Dataset extract below:
//! Collaborator seams: the chat connection and the profile store
//!
//! Framing, transport and retry live behind these traits; the roster only
//! needs typed reads, one outbound command, and the logged-in identity.

use async_trait::async_trait;
use serde::de::DeserializeOwned;
use serde::{Deserialize, Serialize};

use crate::protocol::{ApiEndpoint, StatusCommand};

/// The live chat connection, as seen by the roster
#[async_trait]
pub trait Connection: Send + Sync {
    /// Name of the character this connection logged in as
    fn character(&self) -> &str;

    /// Query an idempotent read endpoint of the site API
    async fn query_api(&self, endpoint: ApiEndpoint) -> Result<serde_json::Value, ConnectionError>;

    /// Send our own status (`STA`) to the server
    async fn send_status(&self, command: &StatusCommand) -> Result<(), ConnectionError>;
}

/// Query `endpoint` and decode the response body
pub async fn fetch<T: DeserializeOwned>(
    connection: &dyn Connection,
    endpoint: ApiEndpoint,
) -> Result<T, ConnectionError> {
    let value = connection.query_api(endpoint).await?;
    serde_json::from_value(value).map_err(|e| ConnectionError::Decode {
        endpoint,
        message: e.to_string(),
    })
}

/// Profile data for a character, in the profile collaborator's shape
#[derive(Debug, Clone, Serialize, Deserialize, PartialEq)]
pub struct CharacterProfile {
    pub name: String,
    #[serde(default)]
    pub data: serde_json::Value,
}

/// Source of rich character profiles
#[async_trait]
pub trait ProfileSource: Send + Sync {
    /// Load the profile field definitions; required before `character_data`
    async fn load_fields(&self) -> Result<(), ConnectionError>;

    async fn character_data(&self, name: &str) -> Result<CharacterProfile, ConnectionError>;
}

/// Profile source that never resolves anything, for headless use
#[derive(Debug, Default, Clone)]
pub struct NoProfiles;

#[async_trait]
impl ProfileSource for NoProfiles {
    async fn load_fields(&self) -> Result<(), ConnectionError> {
        Ok(())
    }

    async fn character_data(&self, name: &str) -> Result<CharacterProfile, ConnectionError> {
        Err(ConnectionError::Api {
            endpoint: "character-data".to_string(),
            message: format!("no profile available for {name}"),
        })
    }
}

/// Errors that can occur talking to collaborators
#[derive(Debug, thiserror::Error)]
pub enum ConnectionError {
    #[error("Connection closed")]
    Closed,

    #[error("API request to {endpoint} failed: {message}")]
    Api { endpoint: String, message: String },

    #[error("Failed to decode {endpoint} response: {message}")]
    Decode {
        endpoint: ApiEndpoint,
        message: String,
    },

    #[error("Failed to send command: {0}")]
    Send(String),
}

impl From<ConnectionError> for String {
    fn from(err: ConnectionError) -> String {
        err.to_string()
    }
}
//! Roster state aggregate
//!
//! [`RosterState`] is plain data plus synchronous mutation methods. The
//! methods are spread over the modules that own each concern:
//!
//! - `registry`: character lookup and creation
//! - `status`: presence transitions and the derived presence views
//! - `lists`: relationship list events
//! - `reconnect`: connecting/connected handling
//! - `overrides`: local display overrides
//!
//! Every mutation records [`RosterChange`]s, which the async
//! [`Roster`](crate::roster::Roster) handle drains and publishes.

use serde::Serialize;

use crate::character::Character;
use crate::connection::CharacterProfile;
use crate::events::{RosterChange, RosterList};
use crate::lists::{contains_name, FetchSequence, NameLists};
use crate::protocol::StatusCommand;
use crate::registry::{CharacterKey, CharacterRegistry};
use crate::status::PresenceViews;

/// Asynchronous tail of a handler, run after the synchronous part applied
///
/// Each carries the session epoch it was issued in so a result that
/// resolves after a newer `connecting` can be recognized and dropped.
#[derive(Debug, Clone, PartialEq, Eq)]
pub enum Followup {
    /// Fetch bookmark and friend lists, then reset every character
    Resync { epoch: u64 },
    /// Replay our own status after a reconnect
    ReplayStatus(StatusCommand),
    /// Re-fetch the friend list and rebuild the character-friend list
    RefreshCharacterFriends { epoch: u64, seq: u64 },
    /// Own identity confirmed: character friends, then own profile
    ConfirmIdentity {
        epoch: u64,
        seq: u64,
        own: CharacterKey,
    },
}

/// Roster aggregate.
///
/// Characters change only through inbound events and follow-up results;
/// outside code gets read-only lookups:
///
/// ```compile_fail
/// let mut state = roster_core::RosterState::new();
/// state.get("Bob").status = roster_core::Status::Online;
/// ```
#[derive(Debug, Default)]
pub struct RosterState {
    pub(crate) registry: CharacterRegistry,
    pub(crate) lists: NameLists,
    pub(crate) views: PresenceViews,
    pub(crate) own: Option<CharacterKey>,
    pub(crate) own_profile: Option<CharacterProfile>,
    pub(crate) reconnect_status: Option<StatusCommand>,
    pub(crate) epoch: u64,
    pub(crate) friend_fetches: FetchSequence,
    version: u64,
    changes: Vec<RosterChange>,
}

impl RosterState {
    pub fn new() -> Self {
        Self::default()
    }

    /// Look up `name`, creating it with flags taken from the current lists
    pub(crate) fn get(&mut self, name: &str) -> &mut Character {
        self.registry.get(name, &self.lists)
    }

    pub fn character(&self, name: &str) -> Option<&Character> {
        self.registry.find(&CharacterKey::new(name))
    }

    pub fn characters(&self) -> impl Iterator<Item = &Character> {
        self.registry.values()
    }

    pub fn character_count(&self) -> usize {
        self.registry.len()
    }

    /// Online global friends, in the order they came online
    pub fn friends(&self) -> Vec<&Character> {
        self.resolve(&self.views.friends)
    }

    /// Online bookmarks, in the order they came online
    pub fn bookmarks(&self) -> Vec<&Character> {
        self.resolve(&self.views.bookmarks)
    }

    /// Online friends of our own character
    pub fn character_friends(&self) -> Vec<&Character> {
        self.resolve(&self.views.character_friends)
    }

    fn resolve<'a>(&'a self, keys: &[CharacterKey]) -> Vec<&'a Character> {
        keys.iter().filter_map(|k| self.registry.find(k)).collect()
    }

    fn names(&self, keys: &[CharacterKey]) -> Vec<String> {
        self.resolve(keys).into_iter().map(|c| c.name.clone()).collect()
    }

    pub fn own_character(&self) -> Option<&Character> {
        self.own.as_ref().and_then(|k| self.registry.find(k))
    }

    pub fn own_profile(&self) -> Option<&CharacterProfile> {
        self.own_profile.as_ref()
    }

    pub fn friend_list(&self) -> &[String] {
        &self.lists.friends
    }

    pub fn bookmark_list(&self) -> &[String] {
        &self.lists.bookmarks
    }

    pub fn ignore_list(&self) -> &[String] {
        &self.lists.ignore
    }

    pub fn op_list(&self) -> &[String] {
        &self.lists.ops
    }

    pub fn character_friend_list(&self) -> &[String] {
        &self.lists.character_friends
    }

    /// Number of mutation batches published so far
    pub fn version(&self) -> u64 {
        self.version
    }

    pub fn epoch(&self) -> u64 {
        self.epoch
    }

    pub(crate) fn record(&mut self, change: RosterChange) {
        if !self.changes.contains(&change) {
            self.changes.push(change);
        }
    }

    pub(crate) fn record_character(&mut self, name: &str) {
        self.record(RosterChange::CharacterUpdated {
            name: name.to_string(),
        });
    }

    pub(crate) fn record_list(&mut self, list: RosterList) {
        self.record(RosterChange::ListChanged { list });
    }

    /// Drain pending changes. A non-empty batch bumps the version.
    pub fn take_changes(&mut self) -> (u64, Vec<RosterChange>) {
        let changes = std::mem::take(&mut self.changes);
        if !changes.is_empty() {
            self.version += 1;
        }
        (self.version, changes)
    }

    pub fn snapshot(&self) -> RosterSnapshot {
        RosterSnapshot {
            version: self.version,
            characters: self.registry.values().cloned().collect(),
            friends: self.names(&self.views.friends),
            bookmarks: self.names(&self.views.bookmarks),
            character_friends: self.names(&self.views.character_friends),
            own_character: self.own_character().map(|c| c.name.clone()),
            own_profile: self.own_profile.clone(),
            friend_list: self.lists.friends.clone(),
            bookmark_list: self.lists.bookmarks.clone(),
            ignore_list: self.lists.ignore.clone(),
            op_list: self.lists.ops.clone(),
            character_friend_list: self.lists.character_friends.clone(),
        }
    }

    /// Verify the list/flag/view invariants, describing the first violation
    pub fn check_consistency(&self) -> Result<(), String> {
        for (key, c) in self.registry.iter() {
            if key != &CharacterKey::new(&c.name) {
                return Err(format!("{} stored under key {}", c.name, key));
            }
            if c.is_friend != contains_name(&self.lists.friends, &c.name) {
                return Err(format!("{}: isFriend disagrees with friend list", c.name));
            }
            if c.is_bookmarked != contains_name(&self.lists.bookmarks, &c.name) {
                return Err(format!("{}: isBookmarked disagrees with bookmark list", c.name));
            }
            if c.is_ignored != self.lists.is_ignored(key.as_str()) {
                return Err(format!("{}: isIgnored disagrees with ignore list", c.name));
            }
            if c.is_chat_op != self.lists.is_op(&c.name) {
                return Err(format!("{}: isChatOp disagrees with op list", c.name));
            }
            if c.is_character_friend != contains_name(&self.lists.character_friends, &c.name) {
                return Err(format!(
                    "{}: isCharacterFriend disagrees with character friend list",
                    c.name
                ));
            }

            let checks = [
                ("friends", &self.views.friends, c.is_friend),
                ("bookmarks", &self.views.bookmarks, c.is_bookmarked),
                (
                    "characterFriends",
                    &self.views.character_friends,
                    c.is_character_friend,
                ),
            ];
            for (label, view, flag) in checks {
                let count = view.iter().filter(|k| *k == key).count();
                let expected = usize::from(flag && c.is_online());
                if count != expected {
                    return Err(format!(
                        "{}: appears {} times in {}, expected {}",
                        c.name, count, label, expected
                    ));
                }
            }
        }

        for view in [
            &self.views.friends,
            &self.views.bookmarks,
            &self.views.character_friends,
        ] {
            if let Some(key) = view.iter().find(|k| self.registry.find(k).is_none()) {
                return Err(format!("view references unknown character {key}"));
            }
        }

        let mut seen = std::collections::HashSet::new();
        for name in &self.lists.ignore {
            if *name != name.to_lowercase() {
                return Err(format!("ignore list entry {name} is not lower-cased"));
            }
            if !seen.insert(name) {
                return Err(format!("ignore list entry {name} is duplicated"));
            }
        }
        Ok(())
    }
}

/// Serializable point-in-time copy of the roster
#[derive(Debug, Clone, Serialize)]
#[serde(rename_all = "camelCase")]
pub struct RosterSnapshot {
    pub version: u64,
    pub characters: Vec<Character>,
    pub friends: Vec<String>,
    pub bookmarks: Vec<String>,
    pub character_friends: Vec<String>,
    pub own_character: Option<String>,
    pub own_profile: Option<CharacterProfile>,
    pub friend_list: Vec<String>,
    pub bookmark_list: Vec<String>,
    pub ignore_list: Vec<String>,
    pub op_list: Vec<String>,
    pub character_friend_list: Vec<String>,
}
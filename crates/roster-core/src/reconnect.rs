//! Connection lifecycle: connecting, resync, connected
//!
//! Every `connecting` opens a new session epoch. Presence from the old
//! session is discarded immediately, and any follow-up issued before it
//! resolves into a no-op when it finally completes.

use crate::character::Status;
use crate::events::RosterList;
use crate::lists::{contains_name, insert_name};
use crate::protocol::{FriendEdge, StatusCommand};
use crate::state::{Followup, RosterState};

impl RosterState {
    /// Start a connection attempt.
    ///
    /// On a reconnect our own last status is captured for replay once the
    /// server accepts the connection. Everyone is forced offline, the
    /// presence views and the character-friend list are emptied, and the
    /// returned follow-up refetches bookmarks and friends.
    pub fn begin_connecting(&mut self, is_reconnect: bool) -> Followup {
        self.epoch += 1;
        tracing::info!(
            "Connecting (session {}, reconnect: {})",
            self.epoch,
            is_reconnect
        );

        if is_reconnect {
            // A second attempt after a failed one finds us already offline;
            // keep what the first attempt captured.
            if let Some(own) = self.own_character().filter(|c| c.is_online()) {
                self.reconnect_status = Some(StatusCommand {
                    status: own.status,
                    statusmsg: own.status_text.clone(),
                });
            }
        } else {
            self.reconnect_status = None;
        }

        self.reset_presence();
        if !self.lists.character_friends.is_empty() {
            self.lists.character_friends.clear();
            self.record_list(RosterList::CharacterFriendList);
        }
        self.reconcile_character_friends();

        Followup::Resync { epoch: self.epoch }
    }

    /// Apply the bookmark and friend lists fetched for session `epoch`.
    ///
    /// Every known character's `is_friend` and `is_bookmarked` are reset
    /// from the fresh lists. Presence that arrived while the fetch was in
    /// flight is kept and the online views are re-derived against it.
    /// Returns false when a newer session has started.
    pub fn finish_resync(&mut self, epoch: u64, bookmarks: Vec<String>, edges: &[FriendEdge]) -> bool {
        if epoch != self.epoch {
            tracing::warn!(
                "Discarding resync for session {} (now {})",
                epoch,
                self.epoch
            );
            return false;
        }

        let mut bookmark_list = Vec::new();
        for name in &bookmarks {
            insert_name(&mut bookmark_list, name);
        }
        let mut friend_list = Vec::new();
        for edge in edges {
            insert_name(&mut friend_list, &edge.dest);
        }

        if bookmark_list != self.lists.bookmarks {
            self.lists.bookmarks = bookmark_list;
            self.record_list(RosterList::BookmarkList);
        }
        if friend_list != self.lists.friends {
            self.lists.friends = friend_list;
            self.record_list(RosterList::FriendList);
        }

        let mut changed = Vec::new();
        for (_, c) in self.registry.iter_mut() {
            let friend = contains_name(&self.lists.friends, &c.name);
            let bookmarked = contains_name(&self.lists.bookmarks, &c.name);
            if c.is_friend != friend || c.is_bookmarked != bookmarked {
                c.is_friend = friend;
                c.is_bookmarked = bookmarked;
                changed.push(c.name.clone());
            }
        }
        for name in changed {
            self.record_character(&name);
        }

        self.reconcile_presence_views();
        self.reconcile_character_friends();
        tracing::info!(
            "Resynced {} friends and {} bookmarks",
            self.lists.friends.len(),
            self.lists.bookmarks.len()
        );
        true
    }

    /// The server accepted the connection.
    ///
    /// After a reconnect the ignore and op flags are re-derived and the
    /// captured status, if any, is handed back for replay exactly once.
    pub fn on_connected(&mut self, is_reconnect: bool) -> Option<Followup> {
        tracing::info!("Connected (session {})", self.epoch);
        if !is_reconnect {
            return None;
        }
        self.rederive_moderation_flags();
        self.reconnect_status
            .take()
            .filter(|command| command.status != Status::Offline)
            .map(Followup::ReplayStatus)
    }
}

#[cfg(test)]
mod tests {
    use super::*;
    use crate::character::Gender;
    use chrono::Utc;

    fn edge(source: &str, dest: &str) -> FriendEdge {
        FriendEdge {
            source: source.to_string(),
            dest: dest.to_string(),
            last_online: Utc::now(),
        }
    }

    fn connected_as_alice() -> RosterState {
        let mut state = RosterState::new();
        state.character_online("Alice", Gender::Female, Status::Online, "Alice");
        state.status_update("Alice", Status::Looking, "open for RP");
        state
    }

    #[test]
    fn test_connecting_resets_presence_and_opens_epoch() {
        let mut state = connected_as_alice();
        state.lists.friends.push("Bob".to_string());
        state.get("Bob").is_friend = true;
        state.status_update("Bob", Status::Online, "first");
        state.status_update("Bob", Status::Online, "hi");

        let followup = state.begin_connecting(false);
        assert_eq!(followup, Followup::Resync { epoch: 1 });
        assert_eq!(state.epoch(), 1);
        assert!(state.friends().is_empty());
        assert!(state.characters().all(|c| c.status == Status::Offline));
        assert_eq!(state.character("Bob").unwrap().previous_status_text, "first");
        assert!(state.check_consistency().is_ok());
    }

    #[test]
    fn test_reconnect_replays_status_once() {
        let mut state = connected_as_alice();
        let Followup::Resync { epoch } = state.begin_connecting(true) else {
            panic!("Expected resync");
        };
        assert!(state.finish_resync(epoch, vec![], &[]));

        let followup = state.on_connected(true);
        assert_eq!(
            followup,
            Some(Followup::ReplayStatus(StatusCommand {
                status: Status::Looking,
                statusmsg: "open for RP".to_string(),
            }))
        );
        assert_eq!(state.on_connected(true), None);
    }

    #[test]
    fn test_repeated_reconnect_keeps_first_capture() {
        let mut state = connected_as_alice();
        state.begin_connecting(true);
        state.begin_connecting(true);

        let Some(Followup::ReplayStatus(command)) = state.on_connected(true) else {
            panic!("Expected a status replay");
        };
        assert_eq!(command.status, Status::Looking);
    }

    #[test]
    fn test_fresh_connect_does_not_replay() {
        let mut state = connected_as_alice();
        state.begin_connecting(false);
        assert_eq!(state.on_connected(false), None);
        assert_eq!(state.on_connected(true), None);
    }

    #[test]
    fn test_resync_sets_flags_from_fetched_lists() {
        let mut state = RosterState::new();
        state.get("Bob");
        state.get("Carol").is_bookmarked = true;
        state.lists.bookmarks.push("Carol".to_string());

        let Followup::Resync { epoch } = state.begin_connecting(false) else {
            panic!("Expected resync");
        };
        assert!(state.finish_resync(
            epoch,
            vec!["Dave".to_string(), "dave".to_string()],
            &[edge("Alice", "Bob"), edge("Zed", "bob")],
        ));

        assert_eq!(state.friend_list(), ["Bob"]);
        assert_eq!(state.bookmark_list(), ["Dave"]);
        assert!(state.character("bob").unwrap().is_friend);
        assert!(!state.character("carol").unwrap().is_bookmarked);
        assert!(state.check_consistency().is_ok());
    }

    #[test]
    fn test_presence_during_resync_is_kept() {
        let mut state = RosterState::new();
        let Followup::Resync { epoch } = state.begin_connecting(false) else {
            panic!("Expected resync");
        };
        state.status_update("Bob", Status::Online, "");
        assert!(state.friends().is_empty());

        state.finish_resync(epoch, vec![], &[edge("Alice", "Bob")]);
        assert_eq!(state.friends().len(), 1);
        assert!(state.check_consistency().is_ok());
    }

    #[test]
    fn test_stale_resync_is_dropped() {
        let mut state = RosterState::new();
        let Followup::Resync { epoch: first } = state.begin_connecting(false) else {
            panic!("Expected resync");
        };
        state.begin_connecting(true);

        assert!(!state.finish_resync(first, vec!["Bob".to_string()], &[]));
        assert!(state.bookmark_list().is_empty());
    }

    #[test]
    fn test_connected_rederives_moderation_flags() {
        let mut state = RosterState::new();
        state.get("Dave");
        state.lists.ignore.push("dave".to_string());
        assert!(!state.character("Dave").unwrap().is_ignored);

        state.on_connected(true);
        assert!(state.character("Dave").unwrap().is_ignored);
        assert!(state.check_consistency().is_ok());
    }
}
End of Dataset extract.
Exercise objective >>
Look in the material above for the line with "mutation methods. The" and the line with "use crate::connection::CharacterProfile;", and transcribe exactly those lines and all lines between them, nothing more.

Solved exercise >>
//! [`RosterState`] is plain data plus synchronous mutation methods. The
//! methods are spread over the modules that own each concern:
//!
//! - `registry`: character lookup and creation
//! - `status`: presence transitions and the derived presence views
//! - `lists`: relationship list events
//! - `reconnect`: connecting/connected handling
//! - `overrides`: local display overrides
//!
//! Every mutation records [`RosterChange`]s, which the async
//! [`Roster`](crate::roster::Roster) handle drains and publishes.

use serde::Serialize;

use crate::character::Character;
use crate::connection::CharacterProfile;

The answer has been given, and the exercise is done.